#### What is required
Would you reproduce, without any alteration, the lines from the opening line of the entries through the line that has "pub fn read(path: &Path)" in it?
── Extracted records
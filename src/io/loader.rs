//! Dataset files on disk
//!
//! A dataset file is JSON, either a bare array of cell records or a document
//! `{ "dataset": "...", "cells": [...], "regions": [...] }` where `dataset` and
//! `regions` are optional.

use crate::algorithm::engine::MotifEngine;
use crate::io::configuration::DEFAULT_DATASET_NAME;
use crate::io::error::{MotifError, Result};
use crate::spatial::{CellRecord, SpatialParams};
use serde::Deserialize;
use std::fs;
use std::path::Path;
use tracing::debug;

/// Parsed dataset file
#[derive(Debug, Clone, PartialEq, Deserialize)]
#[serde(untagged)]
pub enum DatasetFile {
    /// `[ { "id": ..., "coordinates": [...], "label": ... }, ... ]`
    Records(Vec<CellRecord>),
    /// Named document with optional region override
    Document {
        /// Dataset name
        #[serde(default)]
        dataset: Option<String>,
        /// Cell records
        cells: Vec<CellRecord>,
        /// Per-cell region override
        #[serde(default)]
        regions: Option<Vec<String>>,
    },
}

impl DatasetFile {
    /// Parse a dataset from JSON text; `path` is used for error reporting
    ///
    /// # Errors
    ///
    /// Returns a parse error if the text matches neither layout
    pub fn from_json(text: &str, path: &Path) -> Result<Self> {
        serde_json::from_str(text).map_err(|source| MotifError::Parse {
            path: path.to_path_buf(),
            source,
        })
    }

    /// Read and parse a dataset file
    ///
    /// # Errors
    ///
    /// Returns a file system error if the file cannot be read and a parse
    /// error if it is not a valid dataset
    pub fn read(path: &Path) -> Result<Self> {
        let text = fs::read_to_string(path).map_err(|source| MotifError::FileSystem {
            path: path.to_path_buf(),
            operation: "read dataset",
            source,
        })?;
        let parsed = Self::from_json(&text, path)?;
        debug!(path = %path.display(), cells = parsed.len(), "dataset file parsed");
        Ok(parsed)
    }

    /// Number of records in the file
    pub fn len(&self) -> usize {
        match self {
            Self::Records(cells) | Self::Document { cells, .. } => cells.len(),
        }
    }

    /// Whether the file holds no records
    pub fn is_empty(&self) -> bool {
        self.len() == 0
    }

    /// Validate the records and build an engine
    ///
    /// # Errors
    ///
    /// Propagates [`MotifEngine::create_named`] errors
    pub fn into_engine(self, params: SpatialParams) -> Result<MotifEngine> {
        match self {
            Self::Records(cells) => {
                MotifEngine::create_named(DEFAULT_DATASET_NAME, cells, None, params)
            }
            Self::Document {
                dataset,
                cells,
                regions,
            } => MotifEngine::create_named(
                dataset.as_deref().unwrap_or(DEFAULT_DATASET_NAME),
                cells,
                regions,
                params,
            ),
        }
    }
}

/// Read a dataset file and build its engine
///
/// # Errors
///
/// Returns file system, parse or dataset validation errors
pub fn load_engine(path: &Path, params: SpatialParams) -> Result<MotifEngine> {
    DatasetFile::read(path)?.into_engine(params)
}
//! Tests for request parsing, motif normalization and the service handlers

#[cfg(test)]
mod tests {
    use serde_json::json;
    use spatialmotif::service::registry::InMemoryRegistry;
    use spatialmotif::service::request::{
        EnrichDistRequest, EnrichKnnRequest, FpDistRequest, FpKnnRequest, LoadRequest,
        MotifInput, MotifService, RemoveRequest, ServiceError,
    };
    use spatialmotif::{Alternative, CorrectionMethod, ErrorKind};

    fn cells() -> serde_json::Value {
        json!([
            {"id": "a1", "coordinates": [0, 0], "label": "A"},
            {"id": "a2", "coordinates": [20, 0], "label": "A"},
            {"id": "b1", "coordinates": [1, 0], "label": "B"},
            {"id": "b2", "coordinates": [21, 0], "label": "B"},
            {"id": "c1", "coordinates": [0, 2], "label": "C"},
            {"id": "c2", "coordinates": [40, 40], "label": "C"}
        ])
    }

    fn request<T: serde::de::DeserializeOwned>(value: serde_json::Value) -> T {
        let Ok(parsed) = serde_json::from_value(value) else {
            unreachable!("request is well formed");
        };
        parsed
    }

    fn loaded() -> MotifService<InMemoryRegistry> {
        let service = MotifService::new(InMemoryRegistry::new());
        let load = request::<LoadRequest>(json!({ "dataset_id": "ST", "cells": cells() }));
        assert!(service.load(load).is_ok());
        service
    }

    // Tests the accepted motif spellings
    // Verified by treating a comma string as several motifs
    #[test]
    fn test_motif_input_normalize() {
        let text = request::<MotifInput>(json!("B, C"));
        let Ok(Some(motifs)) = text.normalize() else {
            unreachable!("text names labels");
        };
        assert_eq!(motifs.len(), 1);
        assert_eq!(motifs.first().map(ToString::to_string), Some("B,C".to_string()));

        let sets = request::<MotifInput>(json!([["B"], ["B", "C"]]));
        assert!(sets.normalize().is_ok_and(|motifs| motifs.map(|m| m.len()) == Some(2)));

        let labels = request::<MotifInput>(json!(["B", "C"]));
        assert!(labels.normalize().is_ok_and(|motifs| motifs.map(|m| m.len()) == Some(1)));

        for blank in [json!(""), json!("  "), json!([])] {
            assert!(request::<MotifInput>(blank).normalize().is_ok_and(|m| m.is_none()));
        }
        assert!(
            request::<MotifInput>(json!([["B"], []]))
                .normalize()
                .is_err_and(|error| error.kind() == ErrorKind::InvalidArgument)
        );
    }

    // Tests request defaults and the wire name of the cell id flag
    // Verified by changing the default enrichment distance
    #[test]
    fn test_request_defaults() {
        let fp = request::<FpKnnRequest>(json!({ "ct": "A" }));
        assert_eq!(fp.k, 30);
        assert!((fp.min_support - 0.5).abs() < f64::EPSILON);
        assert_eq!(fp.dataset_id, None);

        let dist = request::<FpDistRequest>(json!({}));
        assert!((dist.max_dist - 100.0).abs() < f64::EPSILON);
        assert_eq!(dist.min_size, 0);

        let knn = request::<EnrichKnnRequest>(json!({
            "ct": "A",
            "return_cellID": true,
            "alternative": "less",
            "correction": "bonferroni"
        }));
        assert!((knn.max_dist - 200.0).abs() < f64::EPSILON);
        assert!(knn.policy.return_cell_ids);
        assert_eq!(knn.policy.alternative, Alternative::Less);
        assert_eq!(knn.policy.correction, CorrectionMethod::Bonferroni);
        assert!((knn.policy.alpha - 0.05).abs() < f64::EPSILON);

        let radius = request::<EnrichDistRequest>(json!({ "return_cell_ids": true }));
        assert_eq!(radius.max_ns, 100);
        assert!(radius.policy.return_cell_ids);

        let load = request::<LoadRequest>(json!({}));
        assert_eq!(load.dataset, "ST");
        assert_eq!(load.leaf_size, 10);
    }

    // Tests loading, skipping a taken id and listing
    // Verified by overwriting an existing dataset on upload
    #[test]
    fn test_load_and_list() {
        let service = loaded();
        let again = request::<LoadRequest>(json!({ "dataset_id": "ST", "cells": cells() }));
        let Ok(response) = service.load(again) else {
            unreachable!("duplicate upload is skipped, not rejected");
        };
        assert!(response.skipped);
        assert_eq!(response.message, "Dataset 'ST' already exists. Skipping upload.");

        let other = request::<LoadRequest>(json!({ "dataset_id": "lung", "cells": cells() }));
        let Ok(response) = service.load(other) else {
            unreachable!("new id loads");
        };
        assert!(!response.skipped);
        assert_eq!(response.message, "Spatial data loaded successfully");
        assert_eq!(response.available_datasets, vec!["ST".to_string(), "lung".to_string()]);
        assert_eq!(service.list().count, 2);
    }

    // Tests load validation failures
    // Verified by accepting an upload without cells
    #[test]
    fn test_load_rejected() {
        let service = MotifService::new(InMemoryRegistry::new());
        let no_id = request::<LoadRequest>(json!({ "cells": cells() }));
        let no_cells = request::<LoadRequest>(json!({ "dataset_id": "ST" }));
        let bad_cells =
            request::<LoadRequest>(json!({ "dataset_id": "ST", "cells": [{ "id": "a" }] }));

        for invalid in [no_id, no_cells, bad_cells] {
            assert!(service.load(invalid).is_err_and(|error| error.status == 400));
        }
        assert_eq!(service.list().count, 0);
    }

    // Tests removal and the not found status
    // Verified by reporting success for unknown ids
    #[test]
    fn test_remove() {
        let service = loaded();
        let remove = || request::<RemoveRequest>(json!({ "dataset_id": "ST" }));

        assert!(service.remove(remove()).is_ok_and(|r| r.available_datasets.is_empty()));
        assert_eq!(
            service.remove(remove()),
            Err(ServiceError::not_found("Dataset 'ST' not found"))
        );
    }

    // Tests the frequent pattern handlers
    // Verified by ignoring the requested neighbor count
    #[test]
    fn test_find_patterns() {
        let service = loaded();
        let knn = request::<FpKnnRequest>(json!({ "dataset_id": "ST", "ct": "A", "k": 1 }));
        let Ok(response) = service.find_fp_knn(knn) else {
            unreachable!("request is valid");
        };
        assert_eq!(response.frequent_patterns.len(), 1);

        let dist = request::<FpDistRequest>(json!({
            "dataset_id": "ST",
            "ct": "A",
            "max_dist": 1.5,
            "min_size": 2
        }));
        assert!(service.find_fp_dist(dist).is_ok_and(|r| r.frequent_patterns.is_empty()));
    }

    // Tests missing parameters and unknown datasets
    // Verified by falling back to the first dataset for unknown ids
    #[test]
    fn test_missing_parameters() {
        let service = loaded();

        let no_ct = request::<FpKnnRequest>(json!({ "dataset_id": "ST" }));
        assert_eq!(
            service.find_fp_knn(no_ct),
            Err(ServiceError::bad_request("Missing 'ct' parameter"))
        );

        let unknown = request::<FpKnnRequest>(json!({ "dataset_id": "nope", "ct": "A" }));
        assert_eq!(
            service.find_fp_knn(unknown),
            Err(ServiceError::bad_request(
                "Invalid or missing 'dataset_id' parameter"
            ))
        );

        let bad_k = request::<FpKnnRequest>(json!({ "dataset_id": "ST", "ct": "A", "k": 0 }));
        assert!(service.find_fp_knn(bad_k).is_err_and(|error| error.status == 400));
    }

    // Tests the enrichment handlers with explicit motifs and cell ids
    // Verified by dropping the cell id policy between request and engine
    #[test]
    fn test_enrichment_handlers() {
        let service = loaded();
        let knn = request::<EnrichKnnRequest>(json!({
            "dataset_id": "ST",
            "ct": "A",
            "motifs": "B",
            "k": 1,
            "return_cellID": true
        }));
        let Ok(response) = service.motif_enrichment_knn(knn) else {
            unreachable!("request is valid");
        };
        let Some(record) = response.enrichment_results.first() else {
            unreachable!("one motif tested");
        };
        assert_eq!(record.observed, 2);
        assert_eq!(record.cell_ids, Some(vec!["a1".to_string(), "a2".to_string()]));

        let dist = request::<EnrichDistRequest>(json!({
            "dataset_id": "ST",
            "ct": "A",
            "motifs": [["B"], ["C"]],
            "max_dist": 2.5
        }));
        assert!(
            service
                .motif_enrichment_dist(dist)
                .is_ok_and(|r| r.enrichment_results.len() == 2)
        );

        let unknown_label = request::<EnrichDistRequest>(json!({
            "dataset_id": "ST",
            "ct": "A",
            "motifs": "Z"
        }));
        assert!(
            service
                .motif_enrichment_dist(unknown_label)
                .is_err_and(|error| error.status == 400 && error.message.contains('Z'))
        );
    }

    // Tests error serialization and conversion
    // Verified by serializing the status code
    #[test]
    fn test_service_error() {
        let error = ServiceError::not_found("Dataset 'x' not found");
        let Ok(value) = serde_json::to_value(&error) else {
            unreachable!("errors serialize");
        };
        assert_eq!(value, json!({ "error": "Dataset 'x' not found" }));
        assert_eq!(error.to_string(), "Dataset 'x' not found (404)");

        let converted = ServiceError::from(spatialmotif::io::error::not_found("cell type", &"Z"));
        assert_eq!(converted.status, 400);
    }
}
────
#### Result below
filename src/io/loader.rs
//! Dataset files on disk
//!
//! A dataset file is JSON, either a bare array of cell records or a document
//! `{ "dataset": "...", "cells": [...], "regions": [...] }` where `dataset` and
//! `regions` are optional.

use crate::algorithm::engine::MotifEngine;
use crate::io::configuration::DEFAULT_DATASET_NAME;
use crate::io::error::{MotifError, Result};
use crate::spatial::{CellRecord, SpatialParams};
use serde::Deserialize;
use std::fs;
use std::path::Path;
use tracing::debug;

/// Parsed dataset file
#[derive(Debug, Clone, PartialEq, Deserialize)]
#[serde(untagged)]
pub enum DatasetFile {
    /// `[ { "id": ..., "coordinates": [...], "label": ... }, ... ]`
    Records(Vec<CellRecord>),
    /// Named document with optional region override
    Document {
        /// Dataset name
        #[serde(default)]
        dataset: Option<String>,
        /// Cell records
        cells: Vec<CellRecord>,
        /// Per-cell region override
        #[serde(default)]
        regions: Option<Vec<String>>,
    },
}

impl DatasetFile {
    /// Parse a dataset from JSON text; `path` is used for error reporting
    ///
    /// # Errors
    ///
    /// Returns a parse error if the text matches neither layout
    pub fn from_json(text: &str, path: &Path) -> Result<Self> {
        serde_json::from_str(text).map_err(|source| MotifError::Parse {
            path: path.to_path_buf(),
            source,
        })
    }

    /// Read and parse a dataset file
    ///
    /// # Errors
    ///
    /// Returns a file system error if the file cannot be read and a parse
    /// error if it is not a valid dataset
    pub fn read(path: &Path) -> Result<Self> {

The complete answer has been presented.